### Instructions for the task
When a line in the material contains the word "correct", copy it.

### Data for review

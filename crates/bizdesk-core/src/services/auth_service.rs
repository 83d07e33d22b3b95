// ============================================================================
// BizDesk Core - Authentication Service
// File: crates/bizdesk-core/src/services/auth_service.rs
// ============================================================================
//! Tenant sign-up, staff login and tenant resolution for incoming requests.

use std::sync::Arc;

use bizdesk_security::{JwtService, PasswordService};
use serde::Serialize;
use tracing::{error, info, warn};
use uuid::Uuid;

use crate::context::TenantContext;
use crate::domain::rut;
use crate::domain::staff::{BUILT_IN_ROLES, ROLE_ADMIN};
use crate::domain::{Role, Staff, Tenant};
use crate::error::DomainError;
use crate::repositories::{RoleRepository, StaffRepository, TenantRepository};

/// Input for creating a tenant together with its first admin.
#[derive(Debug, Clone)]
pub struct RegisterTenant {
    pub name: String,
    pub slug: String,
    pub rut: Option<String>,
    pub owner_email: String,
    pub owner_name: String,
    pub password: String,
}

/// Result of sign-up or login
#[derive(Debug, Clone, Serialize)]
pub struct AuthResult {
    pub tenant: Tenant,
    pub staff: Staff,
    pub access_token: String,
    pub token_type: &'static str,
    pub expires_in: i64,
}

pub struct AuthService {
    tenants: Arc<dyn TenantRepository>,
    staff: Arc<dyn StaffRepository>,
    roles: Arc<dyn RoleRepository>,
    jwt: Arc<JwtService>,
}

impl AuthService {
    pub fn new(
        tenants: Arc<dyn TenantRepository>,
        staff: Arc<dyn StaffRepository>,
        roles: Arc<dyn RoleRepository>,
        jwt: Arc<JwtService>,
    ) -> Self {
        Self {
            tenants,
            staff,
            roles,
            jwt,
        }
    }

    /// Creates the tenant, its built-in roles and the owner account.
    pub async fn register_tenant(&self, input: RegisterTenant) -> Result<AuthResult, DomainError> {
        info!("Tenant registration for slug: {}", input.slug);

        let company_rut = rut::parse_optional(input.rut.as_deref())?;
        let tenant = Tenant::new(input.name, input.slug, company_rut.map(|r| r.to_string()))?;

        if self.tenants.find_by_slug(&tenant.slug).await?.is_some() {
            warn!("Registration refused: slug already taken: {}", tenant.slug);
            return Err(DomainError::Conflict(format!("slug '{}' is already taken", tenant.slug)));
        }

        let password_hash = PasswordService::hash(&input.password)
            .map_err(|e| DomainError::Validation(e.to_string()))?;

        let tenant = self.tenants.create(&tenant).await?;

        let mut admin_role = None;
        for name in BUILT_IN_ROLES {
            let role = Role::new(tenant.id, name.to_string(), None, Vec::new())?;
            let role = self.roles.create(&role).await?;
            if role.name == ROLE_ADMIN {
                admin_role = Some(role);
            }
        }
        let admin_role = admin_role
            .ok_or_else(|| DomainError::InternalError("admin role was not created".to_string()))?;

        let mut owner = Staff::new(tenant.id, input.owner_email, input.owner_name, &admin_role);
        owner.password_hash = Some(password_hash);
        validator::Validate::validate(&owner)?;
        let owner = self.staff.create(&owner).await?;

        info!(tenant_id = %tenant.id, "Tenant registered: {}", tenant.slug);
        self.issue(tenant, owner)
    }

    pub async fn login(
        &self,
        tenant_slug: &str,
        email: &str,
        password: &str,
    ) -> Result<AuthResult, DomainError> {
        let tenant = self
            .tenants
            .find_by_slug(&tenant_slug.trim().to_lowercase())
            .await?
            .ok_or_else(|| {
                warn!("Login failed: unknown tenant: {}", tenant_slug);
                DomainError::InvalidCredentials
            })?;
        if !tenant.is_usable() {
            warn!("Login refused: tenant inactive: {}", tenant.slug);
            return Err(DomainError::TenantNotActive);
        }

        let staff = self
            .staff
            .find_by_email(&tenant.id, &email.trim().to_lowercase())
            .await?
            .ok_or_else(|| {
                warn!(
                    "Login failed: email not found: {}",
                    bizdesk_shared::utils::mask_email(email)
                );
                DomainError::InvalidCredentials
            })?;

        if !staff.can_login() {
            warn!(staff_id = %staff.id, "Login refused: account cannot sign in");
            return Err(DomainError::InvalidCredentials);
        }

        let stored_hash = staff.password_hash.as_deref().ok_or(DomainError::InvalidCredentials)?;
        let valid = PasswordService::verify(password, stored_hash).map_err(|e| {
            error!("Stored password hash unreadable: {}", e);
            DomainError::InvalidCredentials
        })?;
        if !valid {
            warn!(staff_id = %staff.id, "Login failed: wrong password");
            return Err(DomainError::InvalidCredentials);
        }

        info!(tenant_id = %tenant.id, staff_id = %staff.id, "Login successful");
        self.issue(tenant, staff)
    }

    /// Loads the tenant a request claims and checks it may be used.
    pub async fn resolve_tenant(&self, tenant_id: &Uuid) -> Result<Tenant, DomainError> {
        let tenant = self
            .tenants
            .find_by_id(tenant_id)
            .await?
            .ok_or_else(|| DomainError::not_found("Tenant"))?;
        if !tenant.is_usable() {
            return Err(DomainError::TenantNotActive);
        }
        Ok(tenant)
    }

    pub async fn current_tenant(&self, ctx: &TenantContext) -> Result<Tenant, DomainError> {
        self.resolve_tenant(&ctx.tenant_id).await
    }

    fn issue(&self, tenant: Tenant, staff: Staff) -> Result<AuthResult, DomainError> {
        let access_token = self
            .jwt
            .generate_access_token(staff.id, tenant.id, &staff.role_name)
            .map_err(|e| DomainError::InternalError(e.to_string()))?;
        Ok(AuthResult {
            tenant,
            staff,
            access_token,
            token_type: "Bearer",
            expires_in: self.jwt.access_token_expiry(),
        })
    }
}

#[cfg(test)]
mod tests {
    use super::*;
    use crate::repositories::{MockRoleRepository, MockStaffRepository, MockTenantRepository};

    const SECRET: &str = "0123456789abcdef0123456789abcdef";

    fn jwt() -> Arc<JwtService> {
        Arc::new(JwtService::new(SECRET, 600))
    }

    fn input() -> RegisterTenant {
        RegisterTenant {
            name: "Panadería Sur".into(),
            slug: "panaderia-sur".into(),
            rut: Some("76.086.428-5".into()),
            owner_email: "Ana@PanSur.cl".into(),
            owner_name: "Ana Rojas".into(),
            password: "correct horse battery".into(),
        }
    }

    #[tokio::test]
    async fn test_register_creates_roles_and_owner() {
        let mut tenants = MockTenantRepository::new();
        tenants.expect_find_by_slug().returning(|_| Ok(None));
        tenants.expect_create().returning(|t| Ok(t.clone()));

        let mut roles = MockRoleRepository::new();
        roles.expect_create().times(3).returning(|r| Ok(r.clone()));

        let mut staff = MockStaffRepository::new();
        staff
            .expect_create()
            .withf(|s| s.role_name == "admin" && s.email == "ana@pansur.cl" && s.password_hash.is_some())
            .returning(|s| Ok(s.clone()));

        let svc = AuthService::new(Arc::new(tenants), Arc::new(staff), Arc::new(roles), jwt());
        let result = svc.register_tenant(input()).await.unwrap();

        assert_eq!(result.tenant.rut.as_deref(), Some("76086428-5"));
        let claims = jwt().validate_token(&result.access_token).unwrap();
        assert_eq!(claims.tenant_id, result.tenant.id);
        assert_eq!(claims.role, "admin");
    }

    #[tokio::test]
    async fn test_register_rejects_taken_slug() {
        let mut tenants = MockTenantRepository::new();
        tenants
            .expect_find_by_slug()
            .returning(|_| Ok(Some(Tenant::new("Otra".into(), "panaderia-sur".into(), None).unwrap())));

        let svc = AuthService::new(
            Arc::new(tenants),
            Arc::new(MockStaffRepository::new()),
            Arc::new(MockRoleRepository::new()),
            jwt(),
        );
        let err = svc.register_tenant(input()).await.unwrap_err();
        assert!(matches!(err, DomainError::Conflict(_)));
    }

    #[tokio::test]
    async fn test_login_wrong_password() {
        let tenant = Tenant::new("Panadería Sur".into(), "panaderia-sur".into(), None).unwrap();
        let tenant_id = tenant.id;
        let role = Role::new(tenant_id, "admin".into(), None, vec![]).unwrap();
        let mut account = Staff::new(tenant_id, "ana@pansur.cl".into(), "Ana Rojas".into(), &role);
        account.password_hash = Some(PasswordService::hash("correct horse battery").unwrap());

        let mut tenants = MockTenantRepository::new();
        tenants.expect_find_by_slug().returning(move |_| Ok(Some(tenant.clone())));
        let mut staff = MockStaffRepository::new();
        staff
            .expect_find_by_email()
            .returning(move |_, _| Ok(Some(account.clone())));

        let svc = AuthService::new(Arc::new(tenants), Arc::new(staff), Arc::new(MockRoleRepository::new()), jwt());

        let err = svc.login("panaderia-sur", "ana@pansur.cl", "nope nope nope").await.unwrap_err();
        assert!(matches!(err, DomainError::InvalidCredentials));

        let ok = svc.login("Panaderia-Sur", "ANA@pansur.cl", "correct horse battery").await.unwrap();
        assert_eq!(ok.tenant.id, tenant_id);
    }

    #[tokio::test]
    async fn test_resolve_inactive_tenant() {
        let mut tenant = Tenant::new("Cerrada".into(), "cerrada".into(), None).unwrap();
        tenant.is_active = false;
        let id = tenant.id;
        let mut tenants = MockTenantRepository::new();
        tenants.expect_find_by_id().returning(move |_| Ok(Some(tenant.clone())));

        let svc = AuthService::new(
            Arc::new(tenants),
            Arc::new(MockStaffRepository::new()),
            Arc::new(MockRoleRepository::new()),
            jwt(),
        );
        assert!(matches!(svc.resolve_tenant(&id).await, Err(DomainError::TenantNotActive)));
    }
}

### Result of the task
            password: "correct horse battery".into(),
        account.password_hash = Some(PasswordService::hash("correct horse battery").unwrap());
        let ok = svc.login("Panaderia-Sur", "ANA@pansur.cl", "correct horse battery").await.unwrap();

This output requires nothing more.